喫煙スペースでのコミュニケーションすらできなくなっている現状では、マネジメント受難どころではないという話なのではないか。
「マネジメント受難の時代」、この言葉を始めて目にしてからずいぶんと経つが、多くの中間管理職(マネージャー)は、今ほどこの言葉が身に染みるときはないのではないか。
最近、以下のような内容のコラムを読んだ。
主旨としては、業績に対するプレッシャーが強まり、一人当たりの仕事の負荷が増大している。人手不足によって年功序列が崩れ、マネージャーはプレイヤーとの兼務が増加、また、年上の部下、パートや派遣など正社員以外の人たちが増え、マネジメントが一筋縄ではいかなくなった。職場環境も大きく変わった。メールやPCによって生身の人間同士の対話が激減、飲みニケーションの場も減った。その結果、各職場で、上下関係を超えた最も濃密なコミュニケーションの場となっているのが喫煙スペース。
といった内容だった。
このコラムが書かれてから、約15年経つ。最後の「喫煙スペース」の部分以外は、現在のコロナ禍の話と同じではないか。オフィスに行くことが減り、ビル全体が禁煙となる会社が多いなか、喫煙スペースでのコミュニケーションすらできなくなっている現状では、マネジメント受難どころではないという話だろう。
15年前でもこうだったうえに、その後、働き方改革と言われて、上司からの残業命令はできなくなり、働く人の環境を向上させるべく、マネージャーの負担は大幅に増えた。
そこにコロナ禍だ。まさに、マネージャー受難であり、もはやどうしていいのかわからないのが現状だろう。
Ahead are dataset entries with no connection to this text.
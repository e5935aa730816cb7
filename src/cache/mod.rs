//! Cache Module
//!
//! The definition cache and its supporting store and entry types.

mod definition_cache;
mod entry;
mod store;


// Re-export public types
pub use definition_cache::DefinitionCache;
pub use entry::{CacheEntry, CachePayload};
pub use store::ExpiringStore;

use std::time::Duration;

// == Public Constants ==
/// Share of the store dropped by Clear (the whole store)
pub const CLEAR_TRIM_PERCENT: u32 = 100;

/// Longest Remove will wait for the exclusive lock
pub const REMOVE_LOCK_TIMEOUT: Duration = Duration::from_millis(500);
//! Cache Entry Module
//!
//! Defines the structure for individual cache entries: a payload of one of
//! three kinds plus an absolute expiration instant.

use std::any::Any;
use std::fmt;
use std::time::Instant;

use crate::models::DefinitionTypeKey;

// == Cache Payload ==
/// The three kinds of payload a cache entry can hold.
///
/// Only single definitions are encoded; result sets and type keys are stored
/// as native in-memory objects. Result sets are held behind `Any` because the
/// store is not generic over their element type; the cache downcasts on read
/// and reports a mismatch rather than ever returning a wrong-typed value.
pub enum CachePayload {
    /// A single definition, encoded with its type identity embedded
    EncodedDefinition(String),
    /// A result set, stored natively (element type recovered by downcast)
    ResultSet(Box<dyn Any + Send + Sync>),
    /// A type-identifying token, stored natively
    TypeKey(DefinitionTypeKey),
}

impl fmt::Debug for CachePayload {
    fn fmt(&self, f: &mut fmt::Formatter<'_>) -> fmt::Result {
        match self {
            Self::EncodedDefinition(encoded) => {
                f.debug_tuple("EncodedDefinition").field(encoded).finish()
            }
            Self::ResultSet(_) => f.write_str("ResultSet(..)"),
            Self::TypeKey(key) => f.debug_tuple("TypeKey").field(key).finish(),
        }
    }
}

// == Cache Entry ==
/// A single cache entry with payload and expiration metadata.
#[derive(Debug)]
pub struct CacheEntry {
    /// The stored payload
    pub payload: CachePayload,
    /// Absolute expiration instant, fixed at insertion
    pub expires_at: Instant,
}

impl CacheEntry {
    // == Constructor ==
    /// Creates an entry expiring at the given instant.
    ///
    /// The expiration is computed by the caller as `now + lifetime` at
    /// insertion time and is never extended by reads (no sliding expiration).
    pub fn new(payload: CachePayload, expires_at: Instant) -> Self {
        Self {
            payload,
            expires_at,
        }
    }

    // == Is Expired ==
    /// Checks if the entry has expired.
    ///
    /// Boundary condition: an entry is expired once the current instant is
    /// greater than or equal to its expiration instant.
    pub fn is_expired(&self) -> bool {
        Instant::now() >= self.expires_at
    }
}

// == Unit Tests ==
#[cfg(test)]
mod tests {
    use super::*;
    use std::thread::sleep;
    use std::time::Duration;

    fn type_key_payload() -> CachePayload {
        CachePayload::TypeKey(DefinitionTypeKey::new("UserDefinition", "user"))
    }

    #[test]
    fn test_entry_not_expired_before_lifetime() {
        let entry = CacheEntry::new(
            type_key_payload(),
            Instant::now() + Duration::from_secs(60),
        );
        assert!(!entry.is_expired());
    }

    #[test]
    fn test_entry_expired_after_lifetime() {
        let entry = CacheEntry::new(
            type_key_payload(),
            Instant::now() + Duration::from_millis(50),
        );
        assert!(!entry.is_expired());

        sleep(Duration::from_millis(80));

        assert!(entry.is_expired());
    }

    #[test]
    fn test_expiration_boundary_condition() {
        // Expires exactly now: current time >= expiration means expired.
        let entry = CacheEntry::new(type_key_payload(), Instant::now());
        assert!(entry.is_expired(), "Entry should be expired at boundary");
    }

    #[test]
    fn test_payload_debug_does_not_panic() {
        let payload = CachePayload::ResultSet(Box::new(vec![1u32, 2, 3]));
        let rendered = format!("{:?}", payload);
        assert_eq!(rendered, "ResultSet(..)");
    }
}
//! Expiry Sweep Task
//!
//! Background task that periodically reclaims expired cache entries.
//!
//! The cache already hides expired entries from readers; the sweep only
//! releases their memory, so running it is optional.

use std::sync::Arc;
use std::time::Duration;

use tokio::task::JoinHandle;
use tracing::{debug, info};

use crate::cache::DefinitionCache;

/// Spawns a background task that periodically sweeps expired entries.
///
/// The task runs in an infinite loop, sleeping for the given interval
/// between sweeps. Each sweep takes the cache's write lock briefly.
///
/// # Arguments
/// * `cache` - Shared cache to sweep
/// * `interval` - Time between sweep runs
///
/// # Returns
/// A JoinHandle for the spawned task, which the owner can abort during
/// shutdown.
///
/// # Example
/// ```ignore
/// let cache = Arc::new(DefinitionCache::new(Duration::from_secs(30)));
/// let sweep_handle = spawn_sweep_task(cache.clone(), Duration::from_secs(1));
/// // Later, during shutdown:
/// sweep_handle.abort();
/// ```
pub fn spawn_sweep_task(cache: Arc<DefinitionCache>, interval: Duration) -> JoinHandle<()> {
    tokio::spawn(async move {
        info!("Starting expiry sweep task with interval of {:?}", interval);

        loop {
            tokio::time::sleep(interval).await;

            let removed = cache.sweep_expired();

            if removed > 0 {
                info!("Expiry sweep: reclaimed {} entries", removed);
            } else {
                debug!("Expiry sweep: nothing to reclaim");
            }
        }
    })
}

#[cfg(test)]
mod tests {
    use super::*;
    use crate::models::DefinitionTypeKey;

    #[tokio::test]
    async fn test_sweep_task_reclaims_expired_entries() {
        let cache = Arc::new(DefinitionCache::new(Duration::from_millis(50)));
        cache
            .add_type_key("expire_soon", DefinitionTypeKey::new("UserDefinition", "user"))
            .unwrap();

        let handle = spawn_sweep_task(cache.clone(), Duration::from_millis(40));

        // Wait for the entry to expire and a sweep to run.
        tokio::time::sleep(Duration::from_millis(200)).await;

        assert_eq!(cache.sweep_expired(), 0, "sweep task should have reclaimed the entry");

        handle.abort();
    }

    #[tokio::test]
    async fn test_sweep_task_preserves_live_entries() {
        let cache = Arc::new(DefinitionCache::new(Duration::from_secs(3600)));
        cache
            .add_type_key("long_lived", DefinitionTypeKey::new("UserDefinition", "user"))
            .unwrap();

        let handle = spawn_sweep_task(cache.clone(), Duration::from_millis(40));

        tokio::time::sleep(Duration::from_millis(150)).await;

        let fetched = cache.get_definition_type("long_lived").unwrap();
        assert!(fetched.is_some(), "live entry should not be reclaimed");

        handle.abort();
    }

    #[tokio::test]
    async fn test_sweep_task_can_be_aborted() {
        let cache = Arc::new(DefinitionCache::new(Duration::from_secs(30)));

        let handle = spawn_sweep_task(cache, Duration::from_millis(40));
        handle.abort();

        tokio::time::sleep(Duration::from_millis(100)).await;
        assert!(handle.is_finished(), "Task should be finished after abort");
    }
}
マネージャーへの警告も多い。「テレワークが減ることはない。働き方の多様化を目指し、企業は、さらにテレワーク、リモートワークを推進しなければならない」「多くの若いビジネスパーソンは、テレワークを継続してほしいと考えている」「出社することが仕事の人はもういらない」といった論調が主流だ。中には、「デジタル化に対応できないマネージャーはもういらない」といった話すらある。
また、これからのwithコロナ時代においては、新たなマネジメントスタイルを取らなければ、この先は厳しいという話も多く、評価を「ジョブ型」へと変える、目標を常に共有する、プロセスではなく成果の報告をさせる、バーチャルな空間を共有する、時間管理は各自に任せる、などといった「ご提案」が識者と呼ばれる方々から発信されている。
しかし、こうしたことが簡単にできるマネージャーは少ない。そもそも、日本企業のマネージャー(部長や課長クラス)に「ジョブ型」へ評価方法や給与を変えることができるマネージャーがどれほどいるのだろうか。(役職の変更に関しては、上長が決める場合もあるようだ)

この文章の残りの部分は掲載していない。